On the first floor, opening later, will be a second restaurant that will offer a fixed-price tasting menu by a chef in residence. The idea is to spotlight chefs from other underrepresented cultures, such as Sri Lankan cuisine, which is too often lumped into Indian food, Branca said.

The restaurant at 611 S. Seventh St. in Bella Vista was a pizzeria. Fittingly, it was called Nomad.

The backstory: Sate Kampar

Ange Branca, born Angelina May Yee Phang, is Hakka, a people from China known for their distinct culture and waves of migration. Many who arrived in Malaysia, like Branca’s ancestors, worked as laborers in the tin mines. Branca said that her father was the first male in five generations who did not work in the mines; he left Kampar to study engineering and was working in Singapore when she was born 50 years ago.

Branca went to university and was a strategist for the management-consulting firm Deloitte when she arrived in Philadelphia in 2000. She met John Branca, who owned a rock-climbing gym with his brother. For years, she wrestled with homesickness for the food she grew up with. By 2016, Ange had talked John into opening Sate Kampar in a former bottle shop in a storefront on East Passyunk Avenue.

She originally envisioned Sate Kampar as a kopitiam-style restaurant — a mini-food hall of sorts — with multiple chefs cooking a variety of cuisines in stalls. But she decided to go solo.

With her grilled skewers and a bar serving coffee and tea drinks, Sate Kampar was a novelty in a town largely unfamiliar with Malaysian cuisine.

“We were trying to create an experience so that people can understand that Malaysia is a country in Asia, and this is not Chinese food,” Branca said recently. “Other than days where I make special noodles, we would never hand anyone a pair of chopsticks. You would eat with your spoon or your hands.”
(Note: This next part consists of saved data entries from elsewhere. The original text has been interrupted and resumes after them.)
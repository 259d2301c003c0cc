/// Parsers for the static geodata files the map view loads at startup.
///
/// Every parser is tolerant at the row level: a malformed record is dropped
/// with a `warn!` and the rest of the document still loads. Only a document
/// whose overall shape is wrong (not an array, not a FeatureCollection, a
/// table without the required columns) is an error.
use std::collections::{BTreeMap, HashSet};

use serde_json::{Map, Value};

use crate::geo::{haversine_km, Coordinate};
use crate::models::{
    slugify, Amenity, AmenityCategory, NearbyAmenity, Overlay, OverlayKind, Project,
    ProjectImages,
};

/// Upper bound on materialized rows from a delimited-text source.
pub const MAX_CSV_ROWS: usize = 500;

const NAME_KEYS: &[&str] = &["Project Name", "name", "Name", "project_name"];
const LAT_KEYS: &[&str] = &["Latitude", "latitude", "lat"];
const LNG_KEYS: &[&str] = &["Longitude", "longitude", "lng", "lon"];

/// Required table columns and the header spellings accepted for each.
const CSV_COLUMNS: [(&str, &[&str]); 3] = [
    ("name", &["name"]),
    ("latitude", &["latitude", "lat"]),
    ("longitude", &["longitude", "lng", "lon"]),
];

#[derive(Debug, thiserror::Error)]
pub enum LoadError {
    #[error("invalid JSON: {0}")]
    Json(#[from] serde_json::Error),
    #[error("invalid CSV: {0}")]
    Csv(#[from] csv::Error),
    #[error("unexpected document shape: {0}")]
    Shape(String),
}

// ---------------------------------------------------------------------------
// Field helpers
// ---------------------------------------------------------------------------

/// Look up the first present key, falling back to a trimmed, case-insensitive match.
fn field<'a>(obj: &'a Map<String, Value>, keys: &[&str]) -> Option<&'a Value> {
    keys.iter().find_map(|k| obj.get(*k)).or_else(|| {
        obj.iter()
            .find(|(k, _)| keys.iter().any(|want| k.trim().eq_ignore_ascii_case(want)))
            .map(|(_, v)| v)
    })
}

/// Numbers, or strings holding numbers. Everything else is rejected.
fn number(value: &Value) -> Option<f64> {
    let n = match value {
        Value::Number(n) => n.as_f64()?,
        Value::String(s) => s.trim().parse::<f64>().ok()?,
        _ => return None,
    };
    n.is_finite().then_some(n)
}

fn text(value: &Value) -> Option<String> {
    match value {
        Value::String(s) if !s.trim().is_empty() => Some(s.trim().to_string()),
        Value::Number(n) => Some(n.to_string()),
        _ => None,
    }
}

/// Read a coordinate either from a nested `coordinates {latitude, longitude}`
/// object or from flat latitude/longitude fields.
fn coordinate_of(obj: &Map<String, Value>) -> Option<Coordinate> {
    if let Some(Value::Object(nested)) = field(obj, &["coordinates", "location"]) {
        return coordinate_of(nested);
    }
    let lat = number(field(obj, LAT_KEYS)?)?;
    let lng = number(field(obj, LNG_KEYS)?)?;
    Coordinate::new(lat, lng)
}

/// Distances in source data are kilometers, or strings like `"1.2 km"` / `"850 m"`.
fn distance_km(value: &Value) -> Option<f64> {
    if let Some(n) = number(value) {
        return (n >= 0.0).then_some(n);
    }
    let s = value.as_str()?.trim().to_ascii_lowercase();
    let km = if let Some(v) = s.strip_suffix("km") {
        v.trim().parse::<f64>().ok()?
    } else if let Some(v) = s.strip_suffix('m') {
        v.trim().parse::<f64>().ok()? / 1000.0
    } else {
        return None;
    };
    (km.is_finite() && km >= 0.0).then_some(km)
}

fn string_list(value: Option<&Value>) -> Vec<String> {
    match value {
        Some(Value::Array(items)) => items.iter().filter_map(text).collect(),
        Some(Value::String(s)) if !s.trim().is_empty() => vec![s.trim().to_string()],
        _ => Vec::new(),
    }
}

fn array_document(json: &str, what: &str) -> Result<Vec<Value>, LoadError> {
    match serde_json::from_str::<Value>(json)? {
        Value::Array(rows) => Ok(rows),
        other => Err(LoadError::Shape(format!(
            "{what}: expected a JSON array, found {}",
            kind_of(&other)
        ))),
    }
}

fn kind_of(value: &Value) -> &'static str {
    match value {
        Value::Null => "null",
        Value::Bool(_) => "boolean",
        Value::Number(_) => "number",
        Value::String(_) => "string",
        Value::Array(_) => "array",
        Value::Object(_) => "object",
    }
}

// ---------------------------------------------------------------------------
// JSON sources
// ---------------------------------------------------------------------------

/// Parse the project list.
pub fn parse_projects(json: &str) -> Result<Vec<Project>, LoadError> {
    let rows = array_document(json, "projects")?;
    let total = rows.len();
    let projects: Vec<Project> = rows
        .iter()
        .enumerate()
        .filter_map(|(i, row)| {
            let project = project_from_row(row);
            if project.is_none() {
                tracing::warn!(row = i, "Skipping project without a name or valid coordinates");
            }
            project
        })
        .collect();
    let projects = unique_ids(projects);
    tracing::debug!(loaded = projects.len(), total, "Parsed projects");
    Ok(projects)
}

/// Suffix repeated ids with `-2`, `-3`, ... in document order so every
/// project is selectable on its own.
fn unique_ids(mut projects: Vec<Project>) -> Vec<Project> {
    let mut taken: HashSet<String> = projects.iter().map(|p| p.id.clone()).collect();
    let mut seen = HashSet::new();
    for project in &mut projects {
        if seen.insert(project.id.clone()) {
            continue;
        }
        let base = project.id.clone();
        let mut n = 2;
        while taken.contains(&format!("{base}-{n}")) {
            n += 1;
        }
        project.id = format!("{base}-{n}");
        tracing::warn!(
            project = %project.name,
            from = %base,
            to = %project.id,
            "Renamed duplicate project id"
        );
        taken.insert(project.id.clone());
        seen.insert(project.id.clone());
    }
    projects
}

fn project_from_row(row: &Value) -> Option<Project> {
    let obj = row.as_object()?;
    let name = text(field(obj, NAME_KEYS)?)?;
    let coordinate = coordinate_of(obj)?;
    let id = obj
        .get("id")
        .and_then(text)
        .unwrap_or_else(|| slugify(&name));
    let images = string_list(field(obj, &["images", "image_urls"]));
    let nearby = match field(obj, &["nearby", "nearby_amenities"]) {
        Some(Value::Object(lists)) => nearby_lists(&name, coordinate, lists),
        _ => BTreeMap::new(),
    };
    Some(Project {
        id,
        name,
        coordinate,
        images,
        nearby,
    })
}

fn nearby_lists(
    project: &str,
    origin: Coordinate,
    lists: &Map<String, Value>,
) -> BTreeMap<AmenityCategory, Vec<NearbyAmenity>> {
    let mut out = BTreeMap::new();
    for (key, entries) in lists {
        let Ok(category) = key.parse::<AmenityCategory>() else {
            tracing::warn!(project, key = %key, "Ignoring nearby list with unknown category");
            continue;
        };
        let Some(entries) = entries.as_array() else {
            tracing::warn!(project, %category, "Nearby list is not an array");
            continue;
        };
        let parsed: Vec<NearbyAmenity> = entries
            .iter()
            .filter_map(|entry| {
                let amenity = nearby_from_entry(origin, entry);
                if amenity.is_none() {
                    tracing::warn!(project, %category, "Skipping malformed nearby amenity");
                }
                amenity
            })
            .collect();
        out.insert(category, parsed);
    }
    out
}

fn nearby_from_entry(origin: Coordinate, entry: &Value) -> Option<NearbyAmenity> {
    let obj = entry.as_object()?;
    let name = text(field(obj, &["name", "Name"])?)?;
    let coordinate = coordinate_of(obj)?;
    let distance = field(obj, &["distance", "distance_km"])
        .and_then(distance_km)
        .unwrap_or_else(|| haversine_km(origin, coordinate));
    Some(NearbyAmenity {
        name,
        distance_km: distance,
        coordinate,
    })
}

/// Parse a bulk amenity list for one category.
pub fn parse_amenities(category: AmenityCategory, json: &str) -> Result<Vec<Amenity>, LoadError> {
    let rows = array_document(json, category.slug())?;
    Ok(rows
        .iter()
        .enumerate()
        .filter_map(|(i, row)| {
            let amenity = row.as_object().and_then(|obj| {
                Some(Amenity {
                    name: text(field(obj, &["name", "Name"])?)?,
                    category,
                    coordinate: coordinate_of(obj)?,
                })
            });
            if amenity.is_none() {
                tracing::warn!(row = i, %category, "Skipping malformed amenity row");
            }
            amenity
        })
        .collect())
}

/// Parse the separate project image dataset.
pub fn parse_project_images(json: &str) -> Result<Vec<ProjectImages>, LoadError> {
    let rows = array_document(json, "project images")?;
    Ok(rows
        .iter()
        .enumerate()
        .filter_map(|(i, row)| {
            let record = row.as_object().and_then(|obj| {
                Some(ProjectImages {
                    project_name: text(field(obj, NAME_KEYS)?)?,
                    images: string_list(field(obj, &["images", "image_urls"])),
                })
            });
            if record.is_none() {
                tracing::warn!(row = i, "Skipping image record without a project name");
            }
            record
        })
        .collect())
}

/// Merge image records into projects by case-insensitive name. Returns new
/// projects; URLs already present are not repeated.
pub fn attach_images(projects: &[Project], records: &[ProjectImages]) -> Vec<Project> {
    projects
        .iter()
        .map(|p| {
            let mut project = p.clone();
            for record in records
                .iter()
                .filter(|r| r.project_name.trim().eq_ignore_ascii_case(p.name.trim()))
            {
                for url in &record.images {
                    if !project.images.contains(url) {
                        project.images.push(url.clone());
                    }
                }
            }
            project
        })
        .collect()
}

// ---------------------------------------------------------------------------
// Delimited text
// ---------------------------------------------------------------------------

fn header_index(headers: &csv::StringRecord, names: &[&str]) -> Option<usize> {
    headers
        .iter()
        .position(|h| names.iter().any(|n| h.trim().eq_ignore_ascii_case(n)))
}

/// Parse a comma-delimited amenity table, keeping at most `cap` valid rows.
pub fn parse_csv_amenities(
    category: AmenityCategory,
    text: &str,
    cap: usize,
) -> Result<Vec<Amenity>, LoadError> {
    let mut reader = csv::ReaderBuilder::new()
        .has_headers(true)
        .flexible(true)
        .from_reader(text.as_bytes());

    let headers = reader.headers()?.clone();
    let columns: Vec<Option<usize>> = CSV_COLUMNS
        .iter()
        .map(|(_, names)| header_index(&headers, names))
        .collect();
    let &[Some(name_idx), Some(lat_idx), Some(lng_idx)] = columns.as_slice() else {
        let missing: Vec<&str> = CSV_COLUMNS
            .iter()
            .zip(&columns)
            .filter(|(_, idx)| idx.is_none())
            .map(|((label, _), _)| *label)
            .collect();
        return Err(LoadError::Shape(format!(
            "{category} table is missing column(s): {}",
            missing.join(", ")
        )));
    };

    let mut amenities = Vec::new();
    for (i, record) in reader.records().enumerate() {
        if amenities.len() >= cap {
            break;
        }
        // Header is line 1
        let line = i + 2;
        let record = match record {
            Ok(r) => r,
            Err(e) => {
                tracing::warn!(line, %category, error = %e, "Skipping unreadable row");
                continue;
            }
        };
        let name = record.get(name_idx).map(str::trim).filter(|s| !s.is_empty());
        let lat = record.get(lat_idx).and_then(|v| v.trim().parse::<f64>().ok());
        let lng = record.get(lng_idx).and_then(|v| v.trim().parse::<f64>().ok());
        match (name, lat, lng) {
            (Some(name), Some(lat), Some(lng)) => match Coordinate::new(lat, lng) {
                Some(coordinate) => amenities.push(Amenity {
                    name: name.to_string(),
                    category,
                    coordinate,
                }),
                None => tracing::warn!(line, %category, lat, lng, "Coordinates out of range"),
            },
            _ => tracing::warn!(line, %category, "Missing name or non-numeric coordinates"),
        }
    }
    Ok(amenities)
}

// ---------------------------------------------------------------------------
// GeoJSON
// ---------------------------------------------------------------------------

/// GeoJSON positions are `[lng, lat, ...]`.
fn position(value: &Value) -> Option<Coordinate> {
    let pos = value.as_array()?;
    let lng = pos.first()?.as_f64()?;
    let lat = pos.get(1)?.as_f64()?;
    Coordinate::new(lat, lng)
}

fn path(value: &Value) -> Option<Vec<Coordinate>> {
    value.as_array()?.iter().map(position).collect()
}

fn paths(value: &Value) -> Option<Vec<Vec<Coordinate>>> {
    value.as_array()?.iter().map(path).collect()
}

fn overlay_from_geometry(geometry: &Value) -> Result<(OverlayKind, Vec<Vec<Coordinate>>), String> {
    let kind = geometry["type"].as_str().unwrap_or_default();
    let coords = &geometry["coordinates"];
    let parsed = match kind {
        "LineString" => path(coords).map(|p| (OverlayKind::Line, vec![p])),
        "MultiLineString" => paths(coords).map(|p| (OverlayKind::Line, p)),
        "Polygon" => paths(coords).map(|p| (OverlayKind::Area, p)),
        "MultiPolygon" => coords
            .as_array()
            .and_then(|polys| {
                polys
                    .iter()
                    .map(paths)
                    .collect::<Option<Vec<_>>>()
            })
            .map(|polys| (OverlayKind::Area, polys.into_iter().flatten().collect())),
        other => return Err(format!("unsupported geometry type '{other}'")),
    };
    parsed.ok_or_else(|| format!("invalid {kind} coordinates"))
}

/// Parse a GeoJSON FeatureCollection into line/area overlays.
pub fn parse_overlays(json: &str) -> Result<Vec<Overlay>, LoadError> {
    let doc: Value = serde_json::from_str(json)?;
    if doc["type"].as_str() != Some("FeatureCollection") {
        return Err(LoadError::Shape("expected a GeoJSON FeatureCollection".to_string()));
    }
    let features = doc["features"]
        .as_array()
        .ok_or_else(|| LoadError::Shape("FeatureCollection without 'features' array".to_string()))?;

    let mut overlays = Vec::new();
    for (i, feature) in features.iter().enumerate() {
        let name = feature["properties"]
            .as_object()
            .and_then(|props| field(props, &["name", "Name"]))
            .and_then(text);
        match overlay_from_geometry(&feature["geometry"]) {
            Ok((kind, paths)) => overlays.push(Overlay { name, kind, paths }),
            Err(reason) => {
                tracing::warn!(feature = i, reason = %reason, "Skipping GeoJSON feature")
            }
        }
    }
    Ok(overlays)
}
Sate Kampar immediately captured glowing reviews, followed by a 2017 semifinalist’s spot for a James Beard Award.

The new Kampar

Branca is finally going to host other chefs in her space, but instead of a kopitiam-style restaurant, she will partner with a single chef for a two-year residency.

“I would like them to have their own restaurant when they leave here,” Branca said of the resident chef. “Pop-ups are great to get our feet wet. But there is still a bridge between pop-ups to owning and running your own restaurant. You need to be able to create a financial history to get the required funding when they need to. For people making underrepresented food, it is very difficult to get funding.”

Kampar’s second-floor bar, with the words “Kampar Kongsi” written in Chinese characters in neon, will be a focal point. A kongsi is an after-hours social club in the middle of a tin mine, Branca explained. “The chef is very important because the best chefs attract the best workers to the mine.”

Kampar’s bar is overseen by general manager Sam Pritchard, a longtime bartender. More than a cocktail bar, Pritchard sees it as “a new opportunity to continue to find ways to tell the story of [Branca’s] community and her people.” It will be open only for walk-ins, at first.

Pritchard said working on the bar program has been “both a treat and a challenge.” The bar is fully stocked, and includes some Southeast Asian bottles such as Sông Cái floral, a Vietnamese gin, and Batavia Arrack, a rum made with red Javanese rice. There’s also Shou Wu Chih, a Chinese patent medicine, as a mixer.

The idea, Pritchard said, is “to lean into the concept of social club. I want this to be a bar that creates a space that is both engaging but also really a home for the growing AAPI community in Philadelphia. I think as restaurant people, we all know that that is such a huge part of the story of what Philadelphia’s food scene looks like right now, and I think we have a unique opportunity to create a really fun, safe community space here.”